The Lytton Oil Refinery is a petroleum refinery in the suburb of Lytton in Brisbane, Queensland, Australia. It began operations in 1965, and is owned and operated by Ampol Limited. It has a capacity of 6.5 billion litres of crude oil per year and a nameplate crude processing capacity of 109,000 barrels per day (bpd). In 2021, the facility employed 550 people.

==History==
Lytton refinery started operation in 1965. It was established by Ampol on the site of the former Fort Lytton. It was almost directly across the Brisbane River from Bulwer Island where Amoco was also building the Bulwer Island Refinery.

==Moonie pipeline==
The Lytton refinery was built at the end of a 191 mi pipeline from the Moonie oilfield. It was the first major oil or gas pipeline in Australia. Construction started in June 1963. It opened in May 1964. It was 10 in diameter. The pipeline cost A£4,500,000. Following a leak from the pipeline in the Brisbane suburb of Algester, the pipeline was closed in July 2007.

==Fuel security==
In 2021, Lytton was one of only two oil refineries remaining in Australia, the other being the Geelong Oil Refinery . The refinery operated at a loss of $145 million in 2020.

Twenty years earlier, Australia had eight operating oil refineries. As they have gradually been closed by the companies that operate them, there has been concern as to whether the Australian government should act to maintain a domestic refining capability.

At the beginning of 2021, the government offered one cent per litre of refined transport fuel produced in Australia provided, that the refinery owner agrees to keep it operating for the duration of the program.
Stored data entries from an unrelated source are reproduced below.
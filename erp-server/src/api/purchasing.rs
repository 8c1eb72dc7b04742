//! Purchase order API

use axum::{
    Json, Router,
    extract::{Path, Query, State},
    middleware,
    routing::{get, post, put},
};
use serde::Deserialize;
use shared::models::{
    PurchaseOrder, PurchaseOrderCreate, PurchaseOrderDetail, PurchaseOrderReceive,
    PurchaseOrderStatus, PurchaseOrderUpdate,
};
use shared::request::like_pattern;
use shared::{PaginatedResponse, PaginationQuery};

use super::{ApiResult, internal};
use crate::auth::{CurrentUser, require_permission};
use crate::db;
use crate::services::purchasing::{self, Transition};
use crate::state::AppState;

pub fn router() -> Router<AppState> {
    let read_routes = Router::new()
        .route("/", get(list))
        .route("/{id}", get(get_by_id));

    let manage_routes = Router::new()
        .route("/", post(create))
        .route("/{id}", put(update))
        .route("/{id}/submit", post(submit))
        .route("/{id}/cancel", post(cancel))
        .route("/{id}/receive", post(receive))
        .layer(middleware::from_fn(require_permission("purchasing:manage")));

    let approve_routes = Router::new()
        .route("/{id}/approve", post(approve))
        .layer(middleware::from_fn(require_permission("purchasing:approve")));

    read_routes.merge(manage_routes).merge(approve_routes)
}

#[derive(Debug, Default, Deserialize)]
pub struct OrderListFilter {
    pub status: Option<PurchaseOrderStatus>,
    /// Supplier name or PO number
    pub q: Option<String>,
}

/// GET /api/purchase-orders
pub async fn list(
    State(state): State<AppState>,
    Query(page): Query<PaginationQuery>,
    Query(filter): Query<OrderListFilter>,
) -> ApiResult<PaginatedResponse<PurchaseOrder>> {
    let status = filter.status.map(|s| s.as_db());
    let pattern = like_pattern(filter.q.as_deref());

    let items = db::purchasing::list(
        &state.pool,
        status,
        pattern.as_deref(),
        page.limit(),
        page.offset(),
    )
    .await
    .map_err(internal)?;
    let total = db::purchasing::count(&state.pool, status, pattern.as_deref())
        .await
        .map_err(internal)?;

    Ok(Json(PaginatedResponse::from_query(items, &page, total)))
}

/// GET /api/purchase-orders/{id}
pub async fn get_by_id(
    State(state): State<AppState>,
    Path(id): Path<i64>,
) -> ApiResult<PurchaseOrderDetail> {
    Ok(Json(purchasing::get(&state.pool, id).await?))
}

/// POST /api/purchase-orders
pub async fn create(
    State(state): State<AppState>,
    user: CurrentUser,
    Json(data): Json<PurchaseOrderCreate>,
) -> ApiResult<PurchaseOrderDetail> {
    Ok(Json(purchasing::create(&state.pool, &user, &data).await?))
}

/// PUT /api/purchase-orders/{id}
///
/// Drafts only.
pub async fn update(
    State(state): State<AppState>,
    Path(id): Path<i64>,
    Json(data): Json<PurchaseOrderUpdate>,
) -> ApiResult<PurchaseOrderDetail> {
    Ok(Json(purchasing::update(&state.pool, id, &data).await?))
}

/// POST /api/purchase-orders/{id}/submit
pub async fn submit(
    State(state): State<AppState>,
    user: CurrentUser,
    Path(id): Path<i64>,
) -> ApiResult<PurchaseOrder> {
    Ok(Json(
        purchasing::transition(&state.pool, &user, id, Transition::Submit).await?,
    ))
}

/// POST /api/purchase-orders/{id}/approve
pub async fn approve(
    State(state): State<AppState>,
    user: CurrentUser,
    Path(id): Path<i64>,
) -> ApiResult<PurchaseOrder> {
    Ok(Json(
        purchasing::transition(&state.pool, &user, id, Transition::Approve).await?,
    ))
}

/// POST /api/purchase-orders/{id}/cancel
pub async fn cancel(
    State(state): State<AppState>,
    user: CurrentUser,
    Path(id): Path<i64>,
) -> ApiResult<PurchaseOrder> {
    Ok(Json(
        purchasing::transition(&state.pool, &user, id, Transition::Cancel).await?,
    ))
}

/// POST /api/purchase-orders/{id}/receive
pub async fn receive(
    State(state): State<AppState>,
    user: CurrentUser,
    Path(id): Path<i64>,
    Json(data): Json<PurchaseOrderReceive>,
) -> ApiResult<PurchaseOrderDetail> {
    Ok(Json(purchasing::receive(&state.pool, &user, id, &data).await?))
}
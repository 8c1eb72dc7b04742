use super::*;
use shared::models::{PrepressAssign, PrepressStatus, PrepressStatusUpdate};

use crate::services::jobs::Transition;
use crate::services::workflow;

#[tokio::test]
async fn test_job_walks_route_to_completion() {
    let Some(state) = test_state().await else { return };
    let user = admin(&state).await;
    let seq = sequence(&state).await;
    let product = product(&state, &seq.sequence.product_type).await;

    let created = job(&state, &user, &product).await;
    assert_eq!(created.current_step.as_deref(), Some("Prepress"));
    assert_eq!(created.status, "pending");
    assert_eq!(prepress_row(&state, created.id).await.status, "pending");

    // Unselected optional Lamination is skipped
    for expected in ["CTP", "Dispatch"] {
        let detail = services::jobs::advance(&state.pool, &user, created.id, None)
            .await
            .unwrap();
        assert_eq!(detail.job.current_step.as_deref(), Some(expected));
        assert_eq!(detail.job.status, "pending");
    }

    let done = services::jobs::advance(&state.pool, &user, created.id, Some("Shipped"))
        .await
        .unwrap();
    assert_eq!(done.job.status, "completed");
    assert!(done.job.current_step.is_none());
    assert!(done.job.completed_at.is_some());
    let actions: Vec<&str> = done.history.iter().map(|h| h.action.as_str()).collect();
    assert_eq!(actions, ["created", "advanced", "advanced", "completed"]);

    let err = services::jobs::advance(&state.pool, &user, created.id, None)
        .await
        .unwrap_err();
    assert_eq!(code(err), ErrorCode::JobClosed);
}

#[tokio::test]
async fn test_stale_advance_does_not_skip_a_step() {
    let Some(state) = test_state().await else { return };
    let user = admin(&state).await;
    let seq = sequence(&state).await;
    let product = product(&state, &seq.sequence.product_type).await;
    let stale = job(&state, &user, &product).await;

    services::jobs::advance(&state.pool, &user, stale.id, None)
        .await
        .unwrap();

    // Second writer still holding the card as read before the first advance
    let mut tx = state.pool.begin().await.unwrap();
    let err = workflow::advance_job(&mut *tx, &stale, &user, None)
        .await
        .unwrap_err();
    drop(tx);
    assert_eq!(code(err), ErrorCode::JobStateChanged);

    let current = reload(&state, stale.id).await;
    assert_eq!(current.current_step.as_deref(), Some("CTP"));
}

#[tokio::test]
async fn test_job_needs_a_route() {
    let Some(state) = test_state().await else { return };
    let user = admin(&state).await;
    let product = product(&state, &unique("unrouted")).await;

    let err = services::jobs::create(
        &state.pool,
        &user,
        &JobCardCreate {
            company_id: product.company_id.unwrap(),
            product_id: product.id,
            po_number: None,
            quantity: 100,
            delivery_date: None,
            priority: None,
            notes: None,
        },
    )
    .await
    .unwrap_err();
    assert_eq!(code(err), ErrorCode::ProcessSequenceMissing);
}

#[tokio::test]
async fn test_cancel_closes_prepress_work() {
    let Some(state) = test_state().await else { return };
    let user = admin(&state).await;
    let seq = sequence(&state).await;
    let product = product(&state, &seq.sequence.product_type).await;
    let card = job(&state, &user, &product).await;

    let cancelled = services::jobs::transition(
        &state.pool,
        &user,
        card.id,
        Transition::Cancel,
        Some("Customer withdrew the order"),
    )
    .await
    .unwrap();
    assert_eq!(cancelled.status, "cancelled");

    let row = prepress_row(&state, card.id).await;
    assert_eq!(row.status, "cancelled");
    assert!(row.completed_at.is_some());
    let pending = db::prepress::list(&state.pool, Some("pending"), None)
        .await
        .unwrap();
    assert!(pending.iter().all(|p| p.job_card_id != card.id));
}

#[tokio::test]
async fn test_manager_advance_out_of_prepress_completes_row() {
    let Some(state) = test_state().await else { return };
    let user = admin(&state).await;
    let seq = sequence(&state).await;
    let product = product(&state, &seq.sequence.product_type).await;
    let card = job(&state, &user, &product).await;

    services::jobs::advance(&state.pool, &user, card.id, None)
        .await
        .unwrap();

    let row = prepress_row(&state, card.id).await;
    assert_eq!(row.status, "completed");
    assert!(row.completed_at.is_some());
}

#[tokio::test]
async fn test_artwork_approval_moves_job_on() {
    let Some(state) = test_state().await else { return };
    let user = admin(&state).await;
    let seq = sequence(&state).await;
    let product = product(&state, &seq.sequence.product_type).await;
    let card = job(&state, &user, &product).await;
    let row = prepress_row(&state, card.id).await;

    let assigned = services::prepress::assign(
        &state.pool,
        row.id,
        &PrepressAssign {
            designer_id: user.id,
            remarks: None,
        },
    )
    .await
    .unwrap();
    assert_eq!(assigned.status, "assigned");

    let set = |status| PrepressStatusUpdate {
        status,
        remarks: None,
    };
    services::prepress::update_status(&state.pool, &user, row.id, &set(PrepressStatus::InProgress))
        .await
        .unwrap();
    assert_eq!(reload(&state, card.id).await.status, "in_progress");

    // Approval cannot be skipped
    let err = services::prepress::update_status(
        &state.pool,
        &user,
        row.id,
        &set(PrepressStatus::Completed),
    )
    .await
    .unwrap_err();
    assert_eq!(code(err), ErrorCode::InvalidPrepressTransition);

    services::prepress::update_status(&state.pool, &user, row.id, &set(PrepressStatus::HodReview))
        .await
        .unwrap();
    let completed = services::prepress::update_status(
        &state.pool,
        &user,
        row.id,
        &set(PrepressStatus::Completed),
    )
    .await
    .unwrap();
    assert_eq!(completed.status, "completed");

    let moved = reload(&state, card.id).await;
    assert_eq!(moved.current_step.as_deref(), Some("CTP"));
    assert_eq!(moved.current_department.as_deref(), Some("CTP"));
    assert_eq!(moved.status, "pending");
}
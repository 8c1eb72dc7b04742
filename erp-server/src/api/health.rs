//! Health check endpoint

use axum::Json;
use axum::extract::State;
use axum::http::StatusCode;

use crate::db;
use crate::state::AppState;

/// GET /health
///
/// `503` with `status: "degraded"` when the database does not answer.
pub async fn health_check(State(state): State<AppState>) -> (StatusCode, Json<serde_json::Value>) {
    let (status, code, database) = match db::ping(&state.pool).await {
        Ok(()) => ("ok", StatusCode::OK, "ok"),
        Err(e) => {
            tracing::warn!(error = %e, "Health check: database unavailable");
            ("degraded", StatusCode::SERVICE_UNAVAILABLE, "unavailable")
        }
    };

    (
        code,
        Json(serde_json::json!({
            "status": status,
            "service": "erp-server",
            "version": env!("CARGO_PKG_VERSION"),
            "database": database,
        })),
    )
}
Lytton refinery did not immediately accept this package while Ampol undertook a review. In May 2021, after the government increased the amount of state subsidies, Ampol accepted their offer and committed to ongoing refinery operations until at least 2027.

==Transition==
The company plans to move to net zero emissions by 2040 for scopes 1 and 2. Ampol has plans to use the facility to produce green hydrogen.